### Dataset excerpts

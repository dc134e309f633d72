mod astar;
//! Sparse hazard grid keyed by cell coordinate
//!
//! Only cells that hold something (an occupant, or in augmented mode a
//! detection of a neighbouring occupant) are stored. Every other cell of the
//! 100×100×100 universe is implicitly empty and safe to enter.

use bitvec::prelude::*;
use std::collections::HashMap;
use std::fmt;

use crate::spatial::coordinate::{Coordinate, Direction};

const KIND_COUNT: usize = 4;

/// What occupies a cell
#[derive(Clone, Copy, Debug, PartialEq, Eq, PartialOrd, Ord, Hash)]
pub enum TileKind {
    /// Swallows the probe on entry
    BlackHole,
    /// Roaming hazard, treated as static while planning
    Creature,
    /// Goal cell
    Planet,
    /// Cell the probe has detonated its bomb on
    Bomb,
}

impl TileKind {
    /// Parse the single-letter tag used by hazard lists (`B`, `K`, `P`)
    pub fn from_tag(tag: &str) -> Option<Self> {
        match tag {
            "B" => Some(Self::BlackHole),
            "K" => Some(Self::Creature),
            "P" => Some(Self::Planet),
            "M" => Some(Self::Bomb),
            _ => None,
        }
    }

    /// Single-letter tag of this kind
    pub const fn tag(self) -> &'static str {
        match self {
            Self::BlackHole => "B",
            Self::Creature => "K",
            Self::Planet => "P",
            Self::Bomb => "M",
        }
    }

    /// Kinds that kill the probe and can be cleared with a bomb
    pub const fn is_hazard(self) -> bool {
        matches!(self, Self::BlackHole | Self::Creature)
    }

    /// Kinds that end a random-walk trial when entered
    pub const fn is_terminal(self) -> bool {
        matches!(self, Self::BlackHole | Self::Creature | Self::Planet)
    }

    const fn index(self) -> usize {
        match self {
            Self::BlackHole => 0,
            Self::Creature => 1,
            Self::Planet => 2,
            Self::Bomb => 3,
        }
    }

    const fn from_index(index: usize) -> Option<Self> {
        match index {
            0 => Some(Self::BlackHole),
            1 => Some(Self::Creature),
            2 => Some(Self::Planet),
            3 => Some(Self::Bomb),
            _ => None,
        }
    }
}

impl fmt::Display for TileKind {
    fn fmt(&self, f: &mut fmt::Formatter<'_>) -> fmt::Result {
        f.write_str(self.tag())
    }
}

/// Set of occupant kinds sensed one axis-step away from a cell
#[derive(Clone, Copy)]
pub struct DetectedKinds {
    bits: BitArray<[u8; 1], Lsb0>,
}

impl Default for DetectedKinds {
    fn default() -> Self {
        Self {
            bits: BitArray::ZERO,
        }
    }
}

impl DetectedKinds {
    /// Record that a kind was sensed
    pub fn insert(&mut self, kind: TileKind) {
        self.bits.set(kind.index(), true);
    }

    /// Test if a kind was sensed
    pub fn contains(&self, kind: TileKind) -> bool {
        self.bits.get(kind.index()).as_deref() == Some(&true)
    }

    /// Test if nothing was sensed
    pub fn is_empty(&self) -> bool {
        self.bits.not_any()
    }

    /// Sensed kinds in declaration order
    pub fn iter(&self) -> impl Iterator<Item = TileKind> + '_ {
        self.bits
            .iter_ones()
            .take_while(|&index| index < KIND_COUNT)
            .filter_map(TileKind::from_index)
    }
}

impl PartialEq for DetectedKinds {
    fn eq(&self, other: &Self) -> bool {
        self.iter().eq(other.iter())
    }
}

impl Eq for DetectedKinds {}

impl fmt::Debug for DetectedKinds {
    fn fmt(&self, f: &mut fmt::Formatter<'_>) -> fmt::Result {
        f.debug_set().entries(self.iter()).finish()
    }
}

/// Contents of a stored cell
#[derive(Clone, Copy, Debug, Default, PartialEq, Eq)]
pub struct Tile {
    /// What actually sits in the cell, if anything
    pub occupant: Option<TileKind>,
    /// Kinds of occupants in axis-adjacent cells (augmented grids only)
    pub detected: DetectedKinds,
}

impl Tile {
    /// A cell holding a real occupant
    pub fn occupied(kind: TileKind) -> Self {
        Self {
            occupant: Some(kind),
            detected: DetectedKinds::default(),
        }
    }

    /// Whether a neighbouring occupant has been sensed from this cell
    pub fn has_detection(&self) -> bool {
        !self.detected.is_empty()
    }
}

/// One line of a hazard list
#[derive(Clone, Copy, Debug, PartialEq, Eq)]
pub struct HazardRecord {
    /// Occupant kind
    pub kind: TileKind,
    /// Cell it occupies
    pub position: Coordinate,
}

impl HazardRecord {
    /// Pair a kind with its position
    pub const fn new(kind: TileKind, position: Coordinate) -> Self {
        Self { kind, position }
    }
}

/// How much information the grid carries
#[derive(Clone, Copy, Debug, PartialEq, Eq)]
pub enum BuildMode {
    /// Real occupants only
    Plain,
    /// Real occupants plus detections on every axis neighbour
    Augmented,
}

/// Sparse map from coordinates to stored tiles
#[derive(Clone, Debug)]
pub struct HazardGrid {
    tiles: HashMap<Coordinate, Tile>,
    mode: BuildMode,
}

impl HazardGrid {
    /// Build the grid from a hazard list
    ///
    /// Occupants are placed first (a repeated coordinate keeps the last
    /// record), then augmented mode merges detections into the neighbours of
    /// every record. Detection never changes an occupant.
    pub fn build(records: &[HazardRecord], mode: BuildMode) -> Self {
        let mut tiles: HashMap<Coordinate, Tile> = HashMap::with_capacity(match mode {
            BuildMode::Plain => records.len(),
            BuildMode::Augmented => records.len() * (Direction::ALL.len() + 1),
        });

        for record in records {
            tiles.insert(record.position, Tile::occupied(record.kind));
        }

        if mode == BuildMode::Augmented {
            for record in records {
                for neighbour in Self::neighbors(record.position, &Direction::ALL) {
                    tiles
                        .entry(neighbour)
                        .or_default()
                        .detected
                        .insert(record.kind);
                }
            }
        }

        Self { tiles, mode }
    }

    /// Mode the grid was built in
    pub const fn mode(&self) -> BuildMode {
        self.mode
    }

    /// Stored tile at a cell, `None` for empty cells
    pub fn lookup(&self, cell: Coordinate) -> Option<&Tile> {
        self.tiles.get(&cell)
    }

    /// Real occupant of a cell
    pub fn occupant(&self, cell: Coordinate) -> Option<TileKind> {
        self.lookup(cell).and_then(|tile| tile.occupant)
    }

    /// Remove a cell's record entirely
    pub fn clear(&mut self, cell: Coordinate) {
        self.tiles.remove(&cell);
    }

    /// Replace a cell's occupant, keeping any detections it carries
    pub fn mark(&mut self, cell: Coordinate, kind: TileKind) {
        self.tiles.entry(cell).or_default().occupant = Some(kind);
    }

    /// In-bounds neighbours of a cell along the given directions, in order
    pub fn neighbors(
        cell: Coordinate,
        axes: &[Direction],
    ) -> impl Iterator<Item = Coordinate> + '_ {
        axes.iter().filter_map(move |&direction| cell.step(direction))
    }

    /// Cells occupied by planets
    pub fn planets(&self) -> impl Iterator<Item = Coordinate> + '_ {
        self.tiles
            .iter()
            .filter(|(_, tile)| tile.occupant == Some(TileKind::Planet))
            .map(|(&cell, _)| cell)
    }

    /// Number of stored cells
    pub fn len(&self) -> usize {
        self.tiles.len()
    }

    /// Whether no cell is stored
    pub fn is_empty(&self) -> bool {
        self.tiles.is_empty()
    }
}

### Work item
For the word "HazardGrid", show every line of the entries that holds it.

### Output of the exercise
pub struct HazardGrid {
impl HazardGrid {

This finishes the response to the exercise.